(Stored data entries)
::::::::
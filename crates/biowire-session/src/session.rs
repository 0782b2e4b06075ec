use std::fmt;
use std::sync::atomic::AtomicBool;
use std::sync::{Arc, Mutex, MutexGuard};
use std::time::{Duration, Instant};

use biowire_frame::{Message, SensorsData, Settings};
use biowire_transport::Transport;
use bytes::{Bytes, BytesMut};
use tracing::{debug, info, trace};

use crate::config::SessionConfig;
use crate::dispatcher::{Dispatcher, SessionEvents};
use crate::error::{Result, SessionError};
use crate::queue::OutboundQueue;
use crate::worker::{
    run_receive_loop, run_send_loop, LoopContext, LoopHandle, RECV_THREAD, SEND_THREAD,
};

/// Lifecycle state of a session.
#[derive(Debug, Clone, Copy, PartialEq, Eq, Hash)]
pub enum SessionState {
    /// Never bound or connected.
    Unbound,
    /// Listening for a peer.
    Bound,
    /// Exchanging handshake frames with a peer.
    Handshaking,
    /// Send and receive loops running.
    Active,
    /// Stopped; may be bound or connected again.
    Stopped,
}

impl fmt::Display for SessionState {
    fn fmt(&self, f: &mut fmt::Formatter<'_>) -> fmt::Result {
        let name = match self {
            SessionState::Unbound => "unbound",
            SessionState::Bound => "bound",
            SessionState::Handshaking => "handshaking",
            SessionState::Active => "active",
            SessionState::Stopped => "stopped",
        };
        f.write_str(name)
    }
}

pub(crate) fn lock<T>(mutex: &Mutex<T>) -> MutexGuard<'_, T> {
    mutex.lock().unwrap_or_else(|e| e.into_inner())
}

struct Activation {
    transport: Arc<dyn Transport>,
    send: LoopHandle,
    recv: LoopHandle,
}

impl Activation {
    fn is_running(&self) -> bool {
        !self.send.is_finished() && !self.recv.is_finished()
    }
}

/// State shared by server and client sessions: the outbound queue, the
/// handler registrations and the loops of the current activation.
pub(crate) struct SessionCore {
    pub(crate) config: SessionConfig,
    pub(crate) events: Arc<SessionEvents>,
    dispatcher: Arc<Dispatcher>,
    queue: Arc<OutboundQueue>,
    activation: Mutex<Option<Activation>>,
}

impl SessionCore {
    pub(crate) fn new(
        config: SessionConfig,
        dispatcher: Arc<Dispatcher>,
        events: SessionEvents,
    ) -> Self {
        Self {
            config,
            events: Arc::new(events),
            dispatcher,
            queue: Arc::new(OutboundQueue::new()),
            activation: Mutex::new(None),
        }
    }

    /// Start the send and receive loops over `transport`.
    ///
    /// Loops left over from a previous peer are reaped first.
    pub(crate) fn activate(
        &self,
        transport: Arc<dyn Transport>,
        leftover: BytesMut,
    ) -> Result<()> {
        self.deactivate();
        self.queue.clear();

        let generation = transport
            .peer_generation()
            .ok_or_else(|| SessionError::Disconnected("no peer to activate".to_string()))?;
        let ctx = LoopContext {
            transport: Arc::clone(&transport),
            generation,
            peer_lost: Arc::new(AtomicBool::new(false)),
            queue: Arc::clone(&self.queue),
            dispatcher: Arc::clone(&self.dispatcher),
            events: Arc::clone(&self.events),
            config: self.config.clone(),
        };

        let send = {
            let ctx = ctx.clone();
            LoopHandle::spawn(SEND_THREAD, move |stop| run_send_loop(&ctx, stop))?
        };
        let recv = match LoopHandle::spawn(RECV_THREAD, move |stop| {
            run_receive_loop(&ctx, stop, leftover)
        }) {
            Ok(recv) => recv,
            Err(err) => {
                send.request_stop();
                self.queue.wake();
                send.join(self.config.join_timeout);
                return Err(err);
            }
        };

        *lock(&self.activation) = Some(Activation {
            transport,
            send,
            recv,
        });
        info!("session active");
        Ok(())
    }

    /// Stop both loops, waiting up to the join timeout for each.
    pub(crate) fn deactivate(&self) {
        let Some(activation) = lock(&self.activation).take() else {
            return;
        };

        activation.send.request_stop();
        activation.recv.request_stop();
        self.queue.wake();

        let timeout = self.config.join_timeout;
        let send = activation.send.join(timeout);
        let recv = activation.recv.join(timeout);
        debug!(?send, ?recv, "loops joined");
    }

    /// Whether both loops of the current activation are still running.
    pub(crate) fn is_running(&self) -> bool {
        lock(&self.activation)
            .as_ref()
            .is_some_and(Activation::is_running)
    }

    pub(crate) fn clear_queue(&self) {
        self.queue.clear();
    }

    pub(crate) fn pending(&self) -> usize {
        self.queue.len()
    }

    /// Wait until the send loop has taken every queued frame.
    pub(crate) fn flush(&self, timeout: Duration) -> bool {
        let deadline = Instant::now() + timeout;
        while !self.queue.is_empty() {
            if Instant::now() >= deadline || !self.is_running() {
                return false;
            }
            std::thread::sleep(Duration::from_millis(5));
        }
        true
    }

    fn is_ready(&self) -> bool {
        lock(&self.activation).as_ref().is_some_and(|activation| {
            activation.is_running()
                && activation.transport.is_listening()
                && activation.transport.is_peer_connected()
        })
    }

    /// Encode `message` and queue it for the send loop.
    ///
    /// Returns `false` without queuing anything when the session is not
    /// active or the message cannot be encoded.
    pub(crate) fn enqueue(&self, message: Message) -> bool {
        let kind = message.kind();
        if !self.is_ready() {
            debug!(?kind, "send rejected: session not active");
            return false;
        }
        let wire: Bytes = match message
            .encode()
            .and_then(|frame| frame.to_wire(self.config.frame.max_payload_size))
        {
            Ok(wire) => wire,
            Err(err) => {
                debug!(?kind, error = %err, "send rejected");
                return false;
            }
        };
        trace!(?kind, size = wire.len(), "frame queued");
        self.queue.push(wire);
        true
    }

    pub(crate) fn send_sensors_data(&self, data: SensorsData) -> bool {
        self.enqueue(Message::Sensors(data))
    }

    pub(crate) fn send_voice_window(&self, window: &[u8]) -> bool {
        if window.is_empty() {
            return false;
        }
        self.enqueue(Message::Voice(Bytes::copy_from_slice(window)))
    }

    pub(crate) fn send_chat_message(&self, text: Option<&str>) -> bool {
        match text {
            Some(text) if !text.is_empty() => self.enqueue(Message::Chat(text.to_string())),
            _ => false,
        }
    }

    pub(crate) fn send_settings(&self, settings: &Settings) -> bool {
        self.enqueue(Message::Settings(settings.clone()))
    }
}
::::::::
What to do
The answer must be every line of the data that contains the word "false".

Expected answer
            peer_lost: Arc::new(AtomicBool::new(false)),
                return false;
    /// Returns `false` without queuing anything when the session is not
            return false;
                return false;
            return false;
            _ => false,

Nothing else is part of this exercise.